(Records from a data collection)
//! Word tokenization for a single sentence line
//!
//! Tokens are whitespace-delimited chunks with sentence punctuation peeled
//! off. Quotes and parentheses stay attached to their words (`"open`,
//! `source"`) so that span detection downstream can see which token opens or
//! closes a quoted region. Inverted marks are emitted ahead of the chunk they
//! lead, even when they sit inside its opening delimiters (`"¿Qué`).

/// Inverted marks that open Spanish questions and exclamations
const INVERTED_MARKS: [char; 2] = ['¿', '¡'];

/// Trailing punctuation that always becomes its own token
const TRAILING_MARKS: [char; 6] = [',', ';', ':', '!', '?', '…'];

/// Opening delimiters that may precede an inverted mark (`(¿por`)
const OPENING_DELIMITERS: [char; 8] = ['"', '\'', '(', '[', '{', '«', '“', '‘'];

/// Closing delimiters that may follow trailing punctuation (`día?"`)
const CLOSING_DELIMITERS: [char; 8] = ['"', '\'', ')', ']', '}', '»', '”', '’'];

/// Splits one sentence line into raw tokens
#[derive(Debug, Clone, Copy, Default)]
pub struct WordTokenizer;

impl WordTokenizer {
    /// Create a new tokenizer
    pub fn new() -> Self {
        Self
    }

    /// Tokenize a line.
    ///
    /// A trailing period is only split off the final chunk of the line (or
    /// when it belongs to an ellipsis), so abbreviations in the middle of a
    /// sentence keep their period.
    pub fn tokenize(&self, line: &str) -> Vec<String> {
        let chunks: Vec<&str> = line.split_whitespace().collect();
        let mut tokens = Vec::with_capacity(chunks.len() + 2);

        for (index, chunk) in chunks.iter().enumerate() {
            let is_last = index + 1 == chunks.len();
            tokenize_chunk(chunk, is_last, &mut tokens);
        }

        tokens
    }
}

fn tokenize_chunk(chunk: &str, is_last: bool, tokens: &mut Vec<String>) {
    let lead_len = chunk.len()
        - chunk
            .trim_start_matches(|c: char| {
                INVERTED_MARKS.contains(&c) || OPENING_DELIMITERS.contains(&c)
            })
            .len();
    let (lead, body) = chunk.split_at(lead_len);

    let mut word = String::with_capacity(chunk.len());
    for ch in lead.chars() {
        if INVERTED_MARKS.contains(&ch) {
            tokens.push(ch.to_string());
        } else {
            word.push(ch);
        }
    }

    // Closers and punctuation may interleave at the end (`pasa?".`).
    let stem_len = body
        .trim_end_matches(|c: char| {
            TRAILING_MARKS.contains(&c) || CLOSING_DELIMITERS.contains(&c) || c == '.'
        })
        .len();
    let (stem, tail) = body.split_at(stem_len);
    word.push_str(stem);

    let keep_periods = !is_last && !tail.contains("..");
    let mut trailing = String::new();
    for ch in tail.chars() {
        if CLOSING_DELIMITERS.contains(&ch) || (ch == '.' && keep_periods && trailing.is_empty()) {
            word.push(ch);
        } else {
            trailing.push(ch);
        }
    }

    if !word.is_empty() {
        tokens.push(word);
    }
    push_runs(&trailing, tokens);
}

/// Push each run of one repeated character as its own token (`?.` -> `?`, `.`)
fn push_runs(trailing: &str, tokens: &mut Vec<String>) {
    let mut rest = trailing;
    while let Some(first) = rest.chars().next() {
        let run_len = rest.len() - rest.trim_start_matches(first).len();
        tokens.push(rest[..run_len].to_string());
        rest = &rest[run_len..];
    }
}
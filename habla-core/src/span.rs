//! Protected-span detection over a line's raw tokens
//!
//! Quoted or parenthesized regions are resolved independently of the line
//! they sit in. The parser keeps a stack of open frames; a frame is emitted
//! when the bottom frame's closer is found, and abandoned (its tokens handled
//! one by one) when the line ends first. Nothing the tokenizer produced is
//! lost except tokens that are not speakable words or punctuation.

use crate::text::{
    closer_for, is_punctuation_only, split_trailing_punctuation, strip_delimiters, WordPattern,
    DELIMITERS, INVERTED_MARKS,
};
use serde::Serialize;
use smallvec::SmallVec;

/// Kind of a parsed token
#[derive(Debug, Clone, Copy, PartialEq, Eq, Hash, Serialize)]
pub enum TokenKind {
    Word,
    Punctuation,
    /// Single word inside quotes or parentheses
    ProtectedWord,
    /// Two or more words inside quotes or parentheses, space-joined
    ProtectedPhrase,
}

/// A token with its kind, cleaned text and raw position within the line
#[derive(Debug, Clone, PartialEq, Eq, Serialize)]
pub struct Token {
    pub kind: TokenKind,
    pub text: String,
    /// Index of the raw token this entry starts at
    pub position: usize,
}

impl Token {
    pub fn new(kind: TokenKind, text: impl Into<String>, position: usize) -> Self {
        Self {
            kind,
            text: text.into(),
            position,
        }
    }

    /// Inner words of a phrase; a single item for every other kind
    pub fn words(&self) -> impl Iterator<Item = &str> {
        self.text.split_whitespace()
    }
}

#[derive(Debug)]
struct Frame {
    open: char,
    close: char,
    start: usize,
    inner: Vec<String>,
}

/// Groups raw tokens into words, punctuation and protected spans
#[derive(Debug, Clone)]
pub struct SpanParser {
    words: WordPattern,
}

impl SpanParser {
    pub fn new(words: WordPattern) -> Self {
        Self { words }
    }

    pub fn word_pattern(&self) -> &WordPattern {
        &self.words
    }

    /// Parse one line's raw tokens
    pub fn parse<S: AsRef<str>>(&self, raw: &[S]) -> Vec<Token> {
        let mut out = Vec::with_capacity(raw.len());
        let mut stack: SmallVec<[Frame; 2]> = SmallVec::new();
        let mut i = 0;

        loop {
            if i >= raw.len() {
                let Some(bottom) = stack.first().map(|frame| frame.start) else {
                    break;
                };
                log::trace!("unterminated span at token {bottom}, degrading to literal tokens");
                stack.clear();
                self.push_plain(raw[bottom].as_ref(), bottom, &mut out);
                i = bottom + 1;
                continue;
            }

            let token = raw[i].as_ref();
            let (core, trailing) = if is_punctuation_only(token) {
                (token, "")
            } else {
                split_trailing_punctuation(token)
            };

            if stack.is_empty() {
                if let Some(word) = self.wrapped_word(core) {
                    out.push(Token::new(TokenKind::ProtectedWord, word, i));
                    push_trailing(trailing, i, &mut out);
                } else if let Some(frame) = open_frame(core, i) {
                    stack.push(frame);
                } else {
                    self.push_plain(token, i, &mut out);
                }
            } else if !self.close_frames(core, trailing, i, raw, &mut stack, &mut out) {
                match open_frame(core, i) {
                    Some(frame) => stack.push(frame),
                    None => {
                        if let Some(top) = stack.last_mut() {
                            top.inner.push(token.to_string());
                        }
                    }
                }
            }

            i += 1;
        }

        out
    }

    /// Pop every frame whose closer trails `core`, innermost first.
    ///
    /// A frame closed while another is still open flattens its tokens into
    /// the outer frame. Returns whether any frame was closed.
    fn close_frames<S: AsRef<str>>(
        &self,
        core: &str,
        trailing: &str,
        position: usize,
        raw: &[S],
        stack: &mut SmallVec<[Frame; 2]>,
        out: &mut Vec<Token>,
    ) -> bool {
        let body_end = core
            .trim_end_matches(|c: char| DELIMITERS.contains(c))
            .len();
        let mut piece = Some(core.to_string());
        let mut closed = false;

        for ch in core[body_end..].chars() {
            let Some(top) = stack.last_mut() else {
                break;
            };
            if top.close != ch {
                continue;
            }
            if let Some(piece) = piece.take() {
                top.inner.push(piece);
            }
            closed = true;

            let Some(frame) = stack.pop() else {
                break;
            };
            match stack.last_mut() {
                Some(outer) => outer.inner.extend(frame.inner),
                None => {
                    self.emit(frame, position, trailing, raw, out);
                    break;
                }
            }
        }

        closed
    }

    /// Inner word of a token wholly wrapped in one delimiter pair
    fn wrapped_word<'a>(&self, core: &'a str) -> Option<&'a str> {
        let open = core.chars().next()?;
        let close = closer_for(open)?;
        if core.chars().count() <= 2 || !core.ends_with(close) {
            return None;
        }

        let inner = &core[open.len_utf8()..core.len() - close.len_utf8()];
        let inner = inner.trim_start_matches(|c: char| INVERTED_MARKS.contains(c));
        self.words.is_match(inner).then_some(inner)
    }

    fn emit<S: AsRef<str>>(
        &self,
        frame: Frame,
        closer: usize,
        trailing: &str,
        raw: &[S],
        out: &mut Vec<Token>,
    ) {
        let valid: Vec<&str> = frame
            .inner
            .iter()
            .map(|piece| clean_piece(piece))
            .filter(|piece| self.words.is_match(piece))
            .collect();

        let kind = match valid.len() {
            0 => {
                log::trace!("span {}..={closer} has no words, keeping literal tokens", frame.start);
                for (offset, token) in raw[frame.start..=closer].iter().enumerate() {
                    self.push_plain(token.as_ref(), frame.start + offset, out);
                }
                return;
            }
            1 => TokenKind::ProtectedWord,
            _ => TokenKind::ProtectedPhrase,
        };

        log::trace!("span {}..={closer} -> {kind:?} {valid:?}", frame.start);
        out.push(Token::new(TokenKind::Punctuation, frame.open, frame.start));
        out.push(Token::new(kind, valid.join(" "), frame.start));
        out.push(Token::new(TokenKind::Punctuation, frame.close, closer));
        push_trailing(trailing, closer, out);
    }

    /// Handle a token outside any span
    fn push_plain(&self, token: &str, position: usize, out: &mut Vec<Token>) {
        if is_punctuation_only(token) {
            out.push(Token::new(TokenKind::Punctuation, token, position));
            return;
        }

        let (body, trailing) = split_trailing_punctuation(strip_delimiters(token));
        let word = strip_delimiters(body);
        if self.words.is_match(word) {
            out.push(Token::new(TokenKind::Word, word, position));
            push_trailing(trailing, position, out);
        } else {
            log::trace!("dropping unspeakable token {token:?}");
        }
    }
}

fn open_frame(core: &str, position: usize) -> Option<Frame> {
    let open = core.chars().next()?;
    let close = closer_for(open)?;
    let rest = &core[open.len_utf8()..];
    if !rest.is_empty() && core.ends_with(close) {
        return None;
    }

    Some(Frame {
        open,
        close,
        start: position,
        inner: if rest.is_empty() {
            Vec::new()
        } else {
            vec![rest.to_string()]
        },
    })
}

fn clean_piece(piece: &str) -> &str {
    let (body, _) = split_trailing_punctuation(strip_delimiters(piece));
    strip_delimiters(body)
}

fn push_trailing(trailing: &str, position: usize, out: &mut Vec<Token>) {
    if !trailing.is_empty() {
        out.push(Token::new(TokenKind::Punctuation, trailing, position));
    }
}

#[cfg(test)]
mod tests {
    use super::*;
    use crate::text::DEFAULT_WORD_PATTERN;

    fn parse(raw: &[&str]) -> Vec<(TokenKind, String)> {
        SpanParser::new(WordPattern::new(DEFAULT_WORD_PATTERN).unwrap())
            .parse(raw)
            .into_iter()
            .map(|token| (token.kind, token.text))
            .collect()
    }

    fn word(text: &str) -> (TokenKind, String) {
        (TokenKind::Word, text.to_string())
    }

    fn punct(text: &str) -> (TokenKind, String) {
        (TokenKind::Punctuation, text.to_string())
    }

    #[test]
    fn test_plain_words_and_punctuation() {
        assert_eq!(
            parse(&["Hola", ",", "¿", "qué", "tal", "?"]),
            vec![word("Hola"), punct(","), word("qué"), word("tal")]
        );
    }

    #[test]
    fn test_inverted_marks_inside_spans_keep_words() {
        assert_eq!(
            parse(&["Ella", "dijo", "\"¿Qué", "pasa\"", "?", "ayer"]),
            vec![
                word("Ella"),
                word("dijo"),
                punct("\""),
                (TokenKind::ProtectedPhrase, "Qué pasa".into()),
                punct("\""),
                word("ayer"),
            ]
        );
        assert_eq!(
            parse(&["Respondió", "\"¡sí\"", "enseguida"]),
            vec![
                word("Respondió"),
                (TokenKind::ProtectedWord, "sí".into()),
                word("enseguida"),
            ]
        );
        assert_eq!(parse(&["¿Qué", "tal"]), vec![word("Qué"), word("tal")]);
    }

    #[test]
    fn test_wrapped_single_token() {
        assert_eq!(
            parse(&["el", "\"software\"", "libre"]),
            vec![
                word("el"),
                (TokenKind::ProtectedWord, "software".into()),
                word("libre"),
            ]
        );
    }

    #[test]
    fn test_quoted_phrase() {
        assert_eq!(
            parse(&["el", "\"open", "source\"", "software", "."]),
            vec![
                word("el"),
                punct("\""),
                (TokenKind::ProtectedPhrase, "open source".into()),
                punct("\""),
                word("software"),
                punct("."),
            ]
        );
    }

    #[test]
    fn test_single_word_span_keeps_delimiters() {
        assert_eq!(
            parse(&["(", "laptop", ")"]),
            vec![
                punct("("),
                (TokenKind::ProtectedWord, "laptop".into()),
                punct(")"),
            ]
        );
    }

    #[test]
    fn test_trailing_punctuation_after_closer() {
        assert_eq!(
            parse(&["(big", "data).", "y"]),
            vec![
                punct("("),
                (TokenKind::ProtectedPhrase, "big data".into()),
                punct(")"),
                punct("."),
                word("y"),
            ]
        );
    }

    #[test]
    fn test_unterminated_span_degrades() {
        assert_eq!(
            parse(&["\"word", "and", "more"]),
            vec![word("word"), word("and"), word("more")]
        );
    }

    #[test]
    fn test_span_without_words_degrades() {
        assert_eq!(
            parse(&["(", "¿", ")", "fin"]),
            vec![punct("("), punct(")"), word("fin")]
        );
    }

    #[test]
    fn test_nested_spans_flatten_into_outer() {
        assert_eq!(
            parse(&["(dijo", "\"hello", "world\")"]),
            vec![
                punct("("),
                (TokenKind::ProtectedPhrase, "dijo hello world".into()),
                punct(")"),
            ]
        );
    }

    #[test]
    fn test_unterminated_outer_keeps_inner_span() {
        assert_eq!(
            parse(&["(nota", "\"open", "source\""]),
            vec![
                word("nota"),
                punct("\""),
                (TokenKind::ProtectedPhrase, "open source".into()),
                punct("\""),
            ]
        );
    }

    #[test]
    fn test_word_with_attached_punctuation_is_split() {
        assert_eq!(
            parse(&["Sr.", "hola;"]),
            vec![word("Sr"), punct("."), word("hola"), punct(";")]
        );
    }

    #[test]
    fn test_positions() {
        let parser = SpanParser::new(WordPattern::new(DEFAULT_WORD_PATTERN).unwrap());
        let tokens = parser.parse(&["uno", "\"dos", "tres\"", "cuatro"]);
        let positions: Vec<usize> = tokens.iter().map(|t| t.position).collect();
        assert_eq!(positions, vec![0, 1, 1, 2, 3]);
        assert_eq!(tokens[2].words().collect::<Vec<_>>(), vec!["dos", "tres"]);
    }
}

= TASK BRIEF =
If a line in the records contains the string "impl", copy it out.

= RESPONSE FOR THIS EXERCISE =
impl WordTokenizer {
impl Token {
    pub fn new(kind: TokenKind, text: impl Into<String>, position: usize) -> Self {
    pub fn words(&self) -> impl Iterator<Item = &str> {
impl SpanParser {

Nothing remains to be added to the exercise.